Created on 10-08-2016 08:10 AM - edited 09-16-2022 03:43 AM
we run Cloudera Express 5.7.0 on a cluster of 29 machines (2 name nodes, 22 data nodes, 5 dedicated zookeeper servers). All machines run CentOs 6.7.
We have an external table in Hive, which we use in 3 different ways:
Every now and then, we notice the cleanup failing because of not being able to acquire the lock on the table. Specifically, the method is called from bash as
hive -e "ALTER TABLE table DROP PARTITION (...)"

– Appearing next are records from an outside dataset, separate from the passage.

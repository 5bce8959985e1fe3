pub mod air_eq;
pub mod dyn_width;
pub mod limiter;
pub mod ms_matrix;
pub mod saturation;
pub mod smoother;
pub mod tilt_eq;
pub mod transient;
pub mod utils;

pub use air_eq::AirEq;
pub use dyn_width::DynWidth;
pub use limiter::{LimiterTelemetry, LinkMode, LookaheadLimiter};
pub use ms_matrix::MsMatrix;
pub use saturation::SoftSaturation;
pub use smoother::ParamSmoother;
pub use tilt_eq::TiltEq;
pub use transient::TransientDetector;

and what we would get back is
Unable to acquire IMPLICIT, EXCLUSIVE lock default@table@...(partitions info) after 100 attempts. FAILED: Error in acquiring locks: Locks on the underlying objects cannot be acquired. retry after some time
In order to work around the issue, we restart the whole Hive service, and the problem goes away. Annoying!
I tried to debug the issue a bit, but have hard time figuring out how to continue. Since today it happened again, I thought about sharing my findings with you all and try to seek some help 🙂 I apologize in advance for the very long text.
- If I run show locks default.table partition (...) in hive, I see there is an active lock:
1 default@table@(partitions info) SHARED
3 LOCK_TIME:1475828283643 --- Fri, 07 Oct 2016 08:18:03.643 GMT
5 LOCK_QUERYSTRING: ...
By the look of things, the LOCK_QUERYSTRING is a query submitted via Hue by one of cluster users.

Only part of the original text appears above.